A new study by psychiatric researchers at the University of Chicago says children born to pregnant mothers who smoke are three to four times more likely to be bullies, vandals and violent criminals.
Study co-author Lauren Wakschlag says it's not clear exactly how maternal smoking and adolescent antisocial behavior are connected.
"We still do not know whether the smoking is causing the problem or is associated with something else that's causing it," she says.
Wakschlag and her colleagues reviewed a number of studies about the effects of maternal smoking on children, and report their findings in the June issue of the American Journal of Public Health.
According to the report, between 1 percent and 16 percent of teens suffer from what psychologists call "conduct disorder," more commonly known as "antisocial behavior." The problem is more common among boys.
"They have patterns of violation of rules and social norms -- bullying, vandalism, physical cruelty and aggression, threatening, lying, stealing and forcible sexual behavior," Wakschlag says. "These are the kind of things that you might think of as delinquent."
Experts have long suspected a link between pregnant women who smoke and teens who are violent, Wakschlag says, "but everybody's pretty skeptical. They think [the causes] must be things that go along with mothers who smoke."
However, she found some studies have taken into account other explanations for the antisocial behavior among teens, such as low income. Even when researchers remove the possible influence of other factors, the link between smoking and antisocial behavior "doesn't go away," Wakschlag says.
She estimates pregnant mothers who smoke are three to four times more likely to produce an antisocial child. Women who smoke at least a half a pack a day are at special risk.
However, she cautions that smoking won't doom all pregnant women to bear difficult children. "Many babies who are exposed don't develop this," she says.
Researchers don't fully understand how maternal smoking affects the mental development of children. However, it appears that smoking during pregnancy affects the central nervous system of a fetus and may reduce a baby's ability to cope with stress, Wakschlag says.
It's very difficult for mental health workers to treat antisocial children, she adds, so it may be important to focus on prevention by reducing smoking among pregnant mothers.
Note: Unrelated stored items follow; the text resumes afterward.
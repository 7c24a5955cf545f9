//! Handlers for the `/users` resource (login and admin bootstrap).

use axum::extract::State;
use axum::http::StatusCode;
use axum::Json;
use serde::{Deserialize, Serialize};
use validator::Validate;
use bookshelf_core::audit::SYSTEM_ACTOR;
use bookshelf_core::error::CoreError;
use bookshelf_db::models::user::{CreateUser, UserResponse};
use bookshelf_db::models::validation::CheckedInput;
use bookshelf_db::repositories::UserRepo;

use crate::auth::jwt::generate_token;
use crate::auth::password::{hash_password, verify_dummy, verify_password};
use crate::error::{AppError, AppResult};
use crate::extract::ValidJson;
use crate::response::ApiResponse;
use crate::state::AppState;

/// Username of the bootstrap administrator.
pub const ADMIN_USERNAME: &str = "admin";

// ---------------------------------------------------------------------------
// Request / response types
// ---------------------------------------------------------------------------

/// Request body for `POST /users/login`.
#[derive(Debug, Deserialize, Validate)]
pub struct LoginRequest {
    #[validate(length(min = 1, message = "username is required"))]
    pub username: String,
    #[validate(length(min = 1, message = "password is required"))]
    pub password: String,
}

impl CheckedInput for LoginRequest {
    const FIELDS: &'static [&'static str] = &["username", "password"];
}

/// Successful login payload.
#[derive(Debug, Serialize)]
pub struct LoginData {
    pub token: String,
    pub user: UserResponse,
}

// ---------------------------------------------------------------------------
// Handlers
// ---------------------------------------------------------------------------

/// POST /api/users/login
///
/// Unknown username and wrong password produce the same 401, and both run one
/// Argon2 verification.
pub async fn login(
    State(state): State<AppState>,
    ValidJson(input): ValidJson<LoginRequest>,
) -> AppResult<Json<ApiResponse>> {
    let Some(user) = UserRepo::find_by_username(&state.pool, &input.username).await? else {
        verify_dummy(&input.password);
        tracing::warn!(username = %input.username, "Login failed: unknown user");
        return Err(AppError::InvalidCredentials);
    };

    if !verify_password(&input.password, &user.password_hash) {
        tracing::warn!(username = %input.username, "Login failed: wrong password");
        return Err(AppError::InvalidCredentials);
    }

    let token = generate_token(user.id, &user.username, &state.config.jwt)
        .map_err(|e| AppError::InternalError(format!("Failed to generate token: {e}")))?;

    tracing::info!(user_id = user.id, username = %user.username, "User logged in");

    Ok(Json(ApiResponse::ok(
        "Login successful",
        LoginData {
            token,
            user: user.into(),
        },
    )))
}

/// POST /api/users/seed-admin
///
/// Idempotent: an existing admin row is left untouched.
pub async fn seed_admin(
    State(state): State<AppState>,
) -> AppResult<(StatusCode, Json<ApiResponse>)> {
    if let Some(existing) = UserRepo::find_by_username(&state.pool, ADMIN_USERNAME).await? {
        return Ok((
            StatusCode::OK,
            Json(ApiResponse::ok(
                "Admin user already exists",
                UserResponse::from(existing),
            )),
        ));
    }

    let password_hash = hash_password(&state.config.admin.default_password)
        .map_err(|e| CoreError::Internal(format!("Failed to hash password: {e}")))?;

    let user = UserRepo::create(
        &state.pool,
        &CreateUser {
            username: ADMIN_USERNAME.to_string(),
            password_hash,
            created_by: SYSTEM_ACTOR.to_string(),
        },
    )
    .await?;

    tracing::info!(user_id = user.id, "Admin user seeded");

    Ok((
        StatusCode::CREATED,
        Json(ApiResponse::ok(
            "Admin user created successfully",
            UserResponse::from(user),
        )),
    ))
}

/// POST /api/users/reset-admin-password
///
/// Restores the configured default password on the admin row.
pub async fn reset_admin_password(State(state): State<AppState>) -> AppResult<Json<ApiResponse>> {
    let password_hash = hash_password(&state.config.admin.default_password)
        .map_err(|e| CoreError::Internal(format!("Failed to hash password: {e}")))?;

    let updated =
        UserRepo::update_password(&state.pool, ADMIN_USERNAME, &password_hash, SYSTEM_ACTOR)
            .await?;
    if !updated {
        return Err(AppError::Core(CoreError::NotFoundByKey {
            entity: "User",
            key: ADMIN_USERNAME.to_string(),
        }));
    }

    tracing::info!("Admin password reset to default");

    Ok(Json(ApiResponse::message("Admin password reset successfully")))
}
That prospect worries Laury Oaks, an assistant professor of women's studies at the University of California at Santa Barbara. She has written about the pressures that women face to not smoke or drink during pregnancy.
"As we focus on these very negative anti-smoking messages, we run the risk of increasing women's stress and anxiety levels," she says. "There is a lot of pregnancy policing."
She says researchers should look back to see if risks truly exist.
"Throughout history, pregnant women were not told to stop drinking or smoking. Are there whole generations who have suffered the consequences of that or not?" she asks.